*** Opening of Material provided ***
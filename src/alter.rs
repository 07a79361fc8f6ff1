//! Bulk key rewrites and store concatenation.

use crate::error::ApiError;
use crate::store::{make_key, split_key, Catalog, Record, RecordView};
use crate::types::{AlterMode, KEY_SEPARATOR};
use tracing::{info, warn};

/// Rewrite one key. `None` when the key has no drive character to replace.
fn rewrite_key(key: &str, mode: AlterMode, value: &str) -> Option<String> {
    match mode {
        AlterMode::DeviceName => Some(make_key(value, split_key(key).1)),
        AlterMode::DriveLetter => {
            let drive = value.chars().next()?;
            let (device, path) = key.split_once(KEY_SEPARATOR)?;
            let mut chars = path.chars();
            chars.next()?;
            let mut out = String::with_capacity(key.len());
            out.push_str(device);
            out.push(KEY_SEPARATOR);
            out.push(drive);
            out.push_str(chars.as_str());
            Some(out)
        }
    }
}

/// Build a new catalog holding every record of `records` under its
/// rewritten key. Keys that collide after rewriting keep the last record.
pub fn alter<R: RecordView>(
    records: impl IntoIterator<Item = R>,
    mode: AlterMode,
    value: &str,
) -> Result<Catalog, ApiError> {
    match mode {
        AlterMode::DriveLetter if value.is_empty() => {
            return Err(ApiError::InvalidArgument(
                "drive letter value must not be empty".to_string(),
            ));
        }
        AlterMode::DeviceName if value.contains(KEY_SEPARATOR) => {
            return Err(ApiError::InvalidArgument(format!(
                "device name {:?} must not contain '{}'",
                value, KEY_SEPARATOR
            )));
        }
        _ => {}
    }

    let mut altered = Catalog::new();
    let mut unchanged = 0usize;
    for record in records {
        let key = match rewrite_key(record.key(), mode, value) {
            Some(key) => key,
            None => {
                warn!(key = %record.key(), "key has no drive character, kept as is");
                unchanged += 1;
                record.key().to_string()
            }
        };
        let record = Record {
            key,
            digest: record.digest().to_string(),
            size: record.size(),
            modified: record.modified().to_string(),
        };
        let (key, entry) = record.into_parts();
        altered.upsert(key, entry);
    }
    info!(mode = %mode, value = %value, records = altered.len(), unchanged, "altered keys");
    Ok(altered)
}

/// Union of several catalogs. For a key present in more than one, the
/// earliest catalog wins.
pub fn concat<I>(sources: I) -> Catalog
where
    I: IntoIterator<Item = Catalog>,
{
    let mut merged = Catalog::new();
    for source in sources {
        for record in source.into_records() {
            let (key, entry) = record.into_parts();
            merged.insert_if_absent(key, entry);
        }
    }
    merged
}

#[cfg(test)]
mod tests {
    use super::*;
    use crate::store::Entry;

    fn catalog(pairs: &[(&str, &str)]) -> Catalog {
        pairs
            .iter()
            .map(|(key, digest)| {
                Record::new(
                    *key,
                    Entry {
                        digest: digest.to_string(),
                        size: 1,
                        modified: String::new(),
                    },
                )
            })
            .collect()
    }

    fn keys(catalog: &Catalog) -> Vec<&str> {
        catalog.iter().map(|r| r.key).collect()
    }

    #[test]
    fn test_device_name_rewrites_every_key() {
        let source = catalog(&[("old:C:\\a", "1"), ("other:/b", "2")]);
        let altered = alter(source.iter(), AlterMode::DeviceName, "new").unwrap();
        assert_eq!(keys(&altered), vec!["new:/b", "new:C:\\a"]);
    }

    #[test]
    fn test_drive_letter_replaces_char_after_separator() {
        let source = catalog(&[("usb:C:\\a", "1"), ("usb:D:\\b", "2")]);
        let altered = alter(source.iter(), AlterMode::DriveLetter, "E").unwrap();
        assert_eq!(keys(&altered), vec!["usb:E:\\a", "usb:E:\\b"]);
    }

    #[test]
    fn test_drive_letter_uses_first_char_only() {
        let source = catalog(&[("usb:C:\\a", "1")]);
        let altered = alter(source.iter(), AlterMode::DriveLetter, "Xyz").unwrap();
        assert_eq!(keys(&altered), vec!["usb:X:\\a"]);
    }

    #[test]
    fn test_drive_letter_keeps_keys_without_path() {
        let source = catalog(&[("usb:", "1"), ("bare", "2")]);
        let altered = alter(source.iter(), AlterMode::DriveLetter, "E").unwrap();
        assert_eq!(keys(&altered), vec!["bare", "usb:"]);
    }

    #[test]
    fn test_rejects_bad_values() {
        let source = catalog(&[("usb:C:\\a", "1")]);
        assert!(matches!(
            alter(source.iter(), AlterMode::DriveLetter, ""),
            Err(ApiError::InvalidArgument(_))
        ));
        assert!(matches!(
            alter(source.iter(), AlterMode::DeviceName, "a:b"),
            Err(ApiError::InvalidArgument(_))
        ));
    }

    #[test]
    fn test_collisions_keep_last() {
        let source = catalog(&[("a:/x", "first"), ("b:/x", "second")]);
        let altered = alter(source.iter(), AlterMode::DeviceName, "c").unwrap();
        assert_eq!(altered.len(), 1);
        assert_eq!(altered.get("c:/x").unwrap().digest, "second");
    }

    #[test]
    fn test_concat_first_source_wins() {
        let first = catalog(&[("d:/a", "one"), ("d:/b", "one")]);
        let second = catalog(&[("d:/b", "two"), ("d:/c", "two")]);
        let merged = concat([first, second]);
        assert_eq!(keys(&merged), vec!["d:/a", "d:/b", "d:/c"]);
        assert_eq!(merged.get("d:/b").unwrap().digest, "one");
        assert_eq!(merged.get("d:/c").unwrap().digest, "two");
    }
}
*** Close of Material provided ***
What the exercise asks ▸ Please return exactly the lines from the opening line of the data above through the line with "chars.next()?;", both included and nothing else.

Output below ▸
filename src/alter.rs
repository 07a79361fc8f6ff1
//! Bulk key rewrites and store concatenation.

use crate::error::ApiError;
use crate::store::{make_key, split_key, Catalog, Record, RecordView};
use crate::types::{AlterMode, KEY_SEPARATOR};
use tracing::{info, warn};

/// Rewrite one key. `None` when the key has no drive character to replace.
fn rewrite_key(key: &str, mode: AlterMode, value: &str) -> Option<String> {
    match mode {
        AlterMode::DeviceName => Some(make_key(value, split_key(key).1)),
        AlterMode::DriveLetter => {
            let drive = value.chars().next()?;
            let (device, path) = key.split_once(KEY_SEPARATOR)?;
            let mut chars = path.chars();
            chars.next()?;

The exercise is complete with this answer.